Recorded data →
┌──

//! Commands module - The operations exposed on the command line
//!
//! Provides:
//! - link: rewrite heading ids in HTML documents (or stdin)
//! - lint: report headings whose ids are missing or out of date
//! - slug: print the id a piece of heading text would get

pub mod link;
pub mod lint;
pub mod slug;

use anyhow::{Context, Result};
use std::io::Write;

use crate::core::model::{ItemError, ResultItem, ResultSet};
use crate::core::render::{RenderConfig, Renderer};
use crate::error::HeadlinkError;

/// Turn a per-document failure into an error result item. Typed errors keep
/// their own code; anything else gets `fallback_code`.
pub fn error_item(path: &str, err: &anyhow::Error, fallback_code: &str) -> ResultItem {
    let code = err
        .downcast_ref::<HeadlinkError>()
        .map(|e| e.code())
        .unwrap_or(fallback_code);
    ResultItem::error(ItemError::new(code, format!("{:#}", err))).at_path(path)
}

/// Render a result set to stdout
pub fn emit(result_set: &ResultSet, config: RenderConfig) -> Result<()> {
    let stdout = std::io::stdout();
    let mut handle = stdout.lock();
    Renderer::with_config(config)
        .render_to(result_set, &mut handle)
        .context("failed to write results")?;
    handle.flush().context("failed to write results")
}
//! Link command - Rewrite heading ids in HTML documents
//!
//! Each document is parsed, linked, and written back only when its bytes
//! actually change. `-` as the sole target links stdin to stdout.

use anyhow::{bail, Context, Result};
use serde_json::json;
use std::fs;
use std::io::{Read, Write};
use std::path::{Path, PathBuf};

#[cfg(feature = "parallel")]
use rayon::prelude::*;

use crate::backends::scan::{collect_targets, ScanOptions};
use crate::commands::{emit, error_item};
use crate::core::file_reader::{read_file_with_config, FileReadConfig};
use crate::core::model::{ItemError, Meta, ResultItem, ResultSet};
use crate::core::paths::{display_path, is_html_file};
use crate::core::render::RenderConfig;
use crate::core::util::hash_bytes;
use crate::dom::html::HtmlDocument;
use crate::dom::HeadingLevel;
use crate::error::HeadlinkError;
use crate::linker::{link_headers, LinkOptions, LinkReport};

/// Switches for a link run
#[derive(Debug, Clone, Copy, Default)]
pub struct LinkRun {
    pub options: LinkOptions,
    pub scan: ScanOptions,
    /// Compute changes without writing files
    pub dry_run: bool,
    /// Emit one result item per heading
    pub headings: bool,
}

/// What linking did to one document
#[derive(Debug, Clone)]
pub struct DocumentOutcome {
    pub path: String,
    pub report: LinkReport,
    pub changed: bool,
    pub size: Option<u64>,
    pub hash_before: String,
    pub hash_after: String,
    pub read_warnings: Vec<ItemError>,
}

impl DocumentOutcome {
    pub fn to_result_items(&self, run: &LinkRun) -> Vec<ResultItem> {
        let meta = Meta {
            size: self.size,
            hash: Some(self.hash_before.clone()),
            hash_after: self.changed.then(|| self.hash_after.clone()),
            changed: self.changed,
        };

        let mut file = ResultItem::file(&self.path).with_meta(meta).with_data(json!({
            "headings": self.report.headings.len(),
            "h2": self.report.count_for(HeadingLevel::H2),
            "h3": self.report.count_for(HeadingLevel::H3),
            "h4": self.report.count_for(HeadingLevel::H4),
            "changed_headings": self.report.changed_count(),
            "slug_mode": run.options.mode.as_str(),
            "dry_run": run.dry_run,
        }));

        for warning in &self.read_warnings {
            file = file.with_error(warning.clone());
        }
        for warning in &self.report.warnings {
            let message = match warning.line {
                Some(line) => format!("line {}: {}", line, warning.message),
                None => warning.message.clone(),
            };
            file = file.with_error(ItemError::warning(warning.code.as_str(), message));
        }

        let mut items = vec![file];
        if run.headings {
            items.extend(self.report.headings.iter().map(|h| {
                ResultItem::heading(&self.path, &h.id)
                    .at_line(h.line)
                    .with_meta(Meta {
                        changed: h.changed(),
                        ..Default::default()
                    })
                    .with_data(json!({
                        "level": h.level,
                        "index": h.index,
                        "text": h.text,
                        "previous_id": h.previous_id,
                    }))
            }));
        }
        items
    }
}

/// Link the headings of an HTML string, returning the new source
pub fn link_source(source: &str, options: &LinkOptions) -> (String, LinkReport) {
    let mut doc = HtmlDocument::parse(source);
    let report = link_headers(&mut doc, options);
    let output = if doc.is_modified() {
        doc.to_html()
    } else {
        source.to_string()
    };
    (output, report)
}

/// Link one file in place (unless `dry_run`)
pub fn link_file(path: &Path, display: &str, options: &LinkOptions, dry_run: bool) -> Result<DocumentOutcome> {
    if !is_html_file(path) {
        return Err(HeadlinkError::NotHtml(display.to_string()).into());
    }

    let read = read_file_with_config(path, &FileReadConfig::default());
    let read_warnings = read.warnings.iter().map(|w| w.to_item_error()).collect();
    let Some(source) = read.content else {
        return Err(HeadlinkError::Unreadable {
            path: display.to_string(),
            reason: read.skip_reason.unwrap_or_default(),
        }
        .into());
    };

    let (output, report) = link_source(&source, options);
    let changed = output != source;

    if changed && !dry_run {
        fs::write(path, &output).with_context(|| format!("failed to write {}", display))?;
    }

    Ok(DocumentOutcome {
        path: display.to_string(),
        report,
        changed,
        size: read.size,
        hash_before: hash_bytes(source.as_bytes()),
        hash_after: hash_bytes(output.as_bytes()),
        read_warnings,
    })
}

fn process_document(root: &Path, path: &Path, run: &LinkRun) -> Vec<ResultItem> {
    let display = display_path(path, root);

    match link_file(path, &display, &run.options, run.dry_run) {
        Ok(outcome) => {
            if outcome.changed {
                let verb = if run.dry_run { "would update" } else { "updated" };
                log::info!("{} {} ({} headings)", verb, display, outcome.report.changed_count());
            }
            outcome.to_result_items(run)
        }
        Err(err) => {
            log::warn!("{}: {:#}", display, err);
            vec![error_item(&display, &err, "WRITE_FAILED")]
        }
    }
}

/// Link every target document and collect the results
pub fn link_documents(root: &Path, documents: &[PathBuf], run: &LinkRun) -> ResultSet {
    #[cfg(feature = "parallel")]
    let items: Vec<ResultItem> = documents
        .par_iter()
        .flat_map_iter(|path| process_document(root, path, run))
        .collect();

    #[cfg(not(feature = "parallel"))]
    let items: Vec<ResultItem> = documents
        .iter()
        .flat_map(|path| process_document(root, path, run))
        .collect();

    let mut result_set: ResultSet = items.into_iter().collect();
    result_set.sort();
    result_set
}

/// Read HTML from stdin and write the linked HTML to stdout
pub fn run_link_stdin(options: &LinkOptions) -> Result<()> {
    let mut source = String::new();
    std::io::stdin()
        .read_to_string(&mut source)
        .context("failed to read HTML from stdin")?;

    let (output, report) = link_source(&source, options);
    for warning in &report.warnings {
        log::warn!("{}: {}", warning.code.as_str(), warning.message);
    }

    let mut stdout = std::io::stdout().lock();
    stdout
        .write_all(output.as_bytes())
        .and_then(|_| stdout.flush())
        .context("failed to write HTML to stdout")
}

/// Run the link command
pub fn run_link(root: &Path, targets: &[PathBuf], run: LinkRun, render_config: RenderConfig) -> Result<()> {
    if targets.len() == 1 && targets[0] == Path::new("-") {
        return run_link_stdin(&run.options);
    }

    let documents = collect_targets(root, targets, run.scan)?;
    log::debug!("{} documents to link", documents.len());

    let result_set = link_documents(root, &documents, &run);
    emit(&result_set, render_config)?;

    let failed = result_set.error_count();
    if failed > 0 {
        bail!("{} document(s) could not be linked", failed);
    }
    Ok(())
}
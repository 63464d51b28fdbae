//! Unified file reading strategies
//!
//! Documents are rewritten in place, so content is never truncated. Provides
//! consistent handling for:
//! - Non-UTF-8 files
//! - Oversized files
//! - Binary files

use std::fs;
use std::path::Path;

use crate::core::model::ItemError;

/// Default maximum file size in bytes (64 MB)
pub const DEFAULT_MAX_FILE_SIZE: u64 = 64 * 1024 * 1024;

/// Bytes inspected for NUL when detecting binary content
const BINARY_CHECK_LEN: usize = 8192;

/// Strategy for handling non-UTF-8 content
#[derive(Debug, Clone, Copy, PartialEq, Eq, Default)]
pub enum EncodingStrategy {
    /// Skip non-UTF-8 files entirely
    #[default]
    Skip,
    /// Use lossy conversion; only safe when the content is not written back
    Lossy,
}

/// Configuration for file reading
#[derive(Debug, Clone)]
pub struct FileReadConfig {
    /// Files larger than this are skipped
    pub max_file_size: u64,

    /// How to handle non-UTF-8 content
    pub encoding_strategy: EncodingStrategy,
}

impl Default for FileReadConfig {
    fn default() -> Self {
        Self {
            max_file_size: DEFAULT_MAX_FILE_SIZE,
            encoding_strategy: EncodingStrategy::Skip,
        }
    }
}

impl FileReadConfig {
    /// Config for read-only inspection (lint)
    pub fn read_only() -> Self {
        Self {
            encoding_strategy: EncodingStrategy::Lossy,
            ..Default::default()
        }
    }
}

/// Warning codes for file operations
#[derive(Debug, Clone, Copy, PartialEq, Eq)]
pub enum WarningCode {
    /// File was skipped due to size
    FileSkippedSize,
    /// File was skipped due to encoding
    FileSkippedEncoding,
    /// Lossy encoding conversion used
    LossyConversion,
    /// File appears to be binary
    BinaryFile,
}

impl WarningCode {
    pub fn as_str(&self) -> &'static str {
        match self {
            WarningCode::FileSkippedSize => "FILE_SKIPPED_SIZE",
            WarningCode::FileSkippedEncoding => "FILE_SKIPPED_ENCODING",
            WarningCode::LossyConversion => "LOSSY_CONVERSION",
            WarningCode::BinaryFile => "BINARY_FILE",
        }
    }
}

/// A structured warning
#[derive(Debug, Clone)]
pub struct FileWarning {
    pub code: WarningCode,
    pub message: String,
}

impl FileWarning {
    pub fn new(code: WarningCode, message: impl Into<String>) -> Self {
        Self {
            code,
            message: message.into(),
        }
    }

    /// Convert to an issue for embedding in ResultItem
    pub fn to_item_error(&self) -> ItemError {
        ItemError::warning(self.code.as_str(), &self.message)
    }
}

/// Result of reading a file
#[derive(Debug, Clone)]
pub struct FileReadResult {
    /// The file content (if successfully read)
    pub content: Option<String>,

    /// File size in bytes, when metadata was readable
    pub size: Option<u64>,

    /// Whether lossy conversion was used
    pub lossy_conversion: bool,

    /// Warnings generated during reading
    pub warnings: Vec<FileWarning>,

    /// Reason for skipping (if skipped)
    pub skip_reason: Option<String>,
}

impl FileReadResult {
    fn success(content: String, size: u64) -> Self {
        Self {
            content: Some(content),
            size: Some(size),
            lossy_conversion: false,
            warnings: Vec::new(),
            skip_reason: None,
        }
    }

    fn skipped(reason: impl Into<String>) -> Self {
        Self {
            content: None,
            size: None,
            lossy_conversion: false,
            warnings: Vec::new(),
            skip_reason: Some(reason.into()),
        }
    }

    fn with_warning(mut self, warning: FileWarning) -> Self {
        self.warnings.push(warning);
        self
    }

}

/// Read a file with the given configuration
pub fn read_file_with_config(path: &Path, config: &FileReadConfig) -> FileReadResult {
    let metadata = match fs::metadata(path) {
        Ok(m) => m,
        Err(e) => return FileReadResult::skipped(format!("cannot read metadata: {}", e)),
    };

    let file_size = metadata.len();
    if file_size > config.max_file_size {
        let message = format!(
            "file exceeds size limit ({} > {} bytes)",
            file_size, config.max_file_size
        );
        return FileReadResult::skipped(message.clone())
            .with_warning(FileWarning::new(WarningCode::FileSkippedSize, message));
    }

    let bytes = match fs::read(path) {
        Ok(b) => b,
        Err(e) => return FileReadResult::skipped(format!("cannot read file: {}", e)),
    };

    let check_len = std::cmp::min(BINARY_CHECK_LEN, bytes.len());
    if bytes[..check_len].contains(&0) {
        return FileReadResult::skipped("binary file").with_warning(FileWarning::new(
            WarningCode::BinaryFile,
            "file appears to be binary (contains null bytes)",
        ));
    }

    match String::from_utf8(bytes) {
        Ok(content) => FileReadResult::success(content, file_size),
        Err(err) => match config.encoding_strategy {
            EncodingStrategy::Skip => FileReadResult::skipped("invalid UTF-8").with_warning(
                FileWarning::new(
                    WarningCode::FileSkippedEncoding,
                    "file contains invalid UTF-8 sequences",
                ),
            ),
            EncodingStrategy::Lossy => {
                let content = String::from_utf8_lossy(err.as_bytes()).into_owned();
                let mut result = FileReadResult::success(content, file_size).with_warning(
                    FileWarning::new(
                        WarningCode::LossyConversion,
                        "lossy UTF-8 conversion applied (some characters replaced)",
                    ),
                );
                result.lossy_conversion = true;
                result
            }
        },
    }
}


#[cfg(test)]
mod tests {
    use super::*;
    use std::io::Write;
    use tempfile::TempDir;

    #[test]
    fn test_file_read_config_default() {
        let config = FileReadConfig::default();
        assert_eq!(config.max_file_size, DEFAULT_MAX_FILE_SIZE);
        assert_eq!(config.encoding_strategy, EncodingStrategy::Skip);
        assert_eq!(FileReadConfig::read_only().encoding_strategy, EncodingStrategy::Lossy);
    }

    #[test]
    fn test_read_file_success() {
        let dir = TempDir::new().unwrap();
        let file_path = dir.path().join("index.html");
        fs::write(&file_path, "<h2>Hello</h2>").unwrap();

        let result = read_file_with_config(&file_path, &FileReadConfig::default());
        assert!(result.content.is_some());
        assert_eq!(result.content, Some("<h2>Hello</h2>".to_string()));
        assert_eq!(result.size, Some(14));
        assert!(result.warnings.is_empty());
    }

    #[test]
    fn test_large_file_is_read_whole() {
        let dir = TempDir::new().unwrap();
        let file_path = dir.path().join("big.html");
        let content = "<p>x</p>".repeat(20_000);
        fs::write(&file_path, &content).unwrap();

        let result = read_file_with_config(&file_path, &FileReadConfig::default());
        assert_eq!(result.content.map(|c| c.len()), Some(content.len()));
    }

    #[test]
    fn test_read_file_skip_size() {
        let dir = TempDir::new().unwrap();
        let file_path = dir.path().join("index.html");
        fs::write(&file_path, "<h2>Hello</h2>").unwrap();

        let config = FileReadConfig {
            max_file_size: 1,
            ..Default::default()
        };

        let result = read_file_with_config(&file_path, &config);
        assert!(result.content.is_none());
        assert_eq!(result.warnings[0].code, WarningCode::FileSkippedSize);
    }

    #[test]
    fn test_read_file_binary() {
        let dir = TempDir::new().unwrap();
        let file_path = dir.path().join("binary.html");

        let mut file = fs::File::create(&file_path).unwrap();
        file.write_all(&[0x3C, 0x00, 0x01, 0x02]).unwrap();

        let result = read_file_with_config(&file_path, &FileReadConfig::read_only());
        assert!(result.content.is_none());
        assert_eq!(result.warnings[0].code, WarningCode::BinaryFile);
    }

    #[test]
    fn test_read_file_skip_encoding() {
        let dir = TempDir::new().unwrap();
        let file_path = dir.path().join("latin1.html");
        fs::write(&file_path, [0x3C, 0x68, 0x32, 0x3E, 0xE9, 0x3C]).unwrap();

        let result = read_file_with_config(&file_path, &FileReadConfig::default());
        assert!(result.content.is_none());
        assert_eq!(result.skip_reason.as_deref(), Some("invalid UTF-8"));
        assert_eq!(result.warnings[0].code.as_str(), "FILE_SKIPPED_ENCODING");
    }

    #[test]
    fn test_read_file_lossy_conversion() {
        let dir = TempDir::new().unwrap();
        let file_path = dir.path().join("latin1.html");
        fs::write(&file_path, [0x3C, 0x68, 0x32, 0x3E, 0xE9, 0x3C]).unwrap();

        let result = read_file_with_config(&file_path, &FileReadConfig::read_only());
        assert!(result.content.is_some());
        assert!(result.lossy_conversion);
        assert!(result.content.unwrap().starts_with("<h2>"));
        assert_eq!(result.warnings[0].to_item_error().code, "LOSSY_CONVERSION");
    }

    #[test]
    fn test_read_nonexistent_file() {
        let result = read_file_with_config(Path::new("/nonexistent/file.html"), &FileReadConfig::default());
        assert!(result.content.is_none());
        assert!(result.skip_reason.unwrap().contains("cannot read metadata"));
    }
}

└──

Brief → Look above for the line holding "use crate::core::model::ItemError;" and the line holding "pub enum EncodingStrategy", then output exactly those two lines and every line between them, nothing more.

Exercise output →
use crate::core::model::ItemError;

/// Default maximum file size in bytes (64 MB)
pub const DEFAULT_MAX_FILE_SIZE: u64 = 64 * 1024 * 1024;

/// Bytes inspected for NUL when detecting binary content
const BINARY_CHECK_LEN: usize = 8192;

/// Strategy for handling non-UTF-8 content
#[derive(Debug, Clone, Copy, PartialEq, Eq, Default)]
pub enum EncodingStrategy {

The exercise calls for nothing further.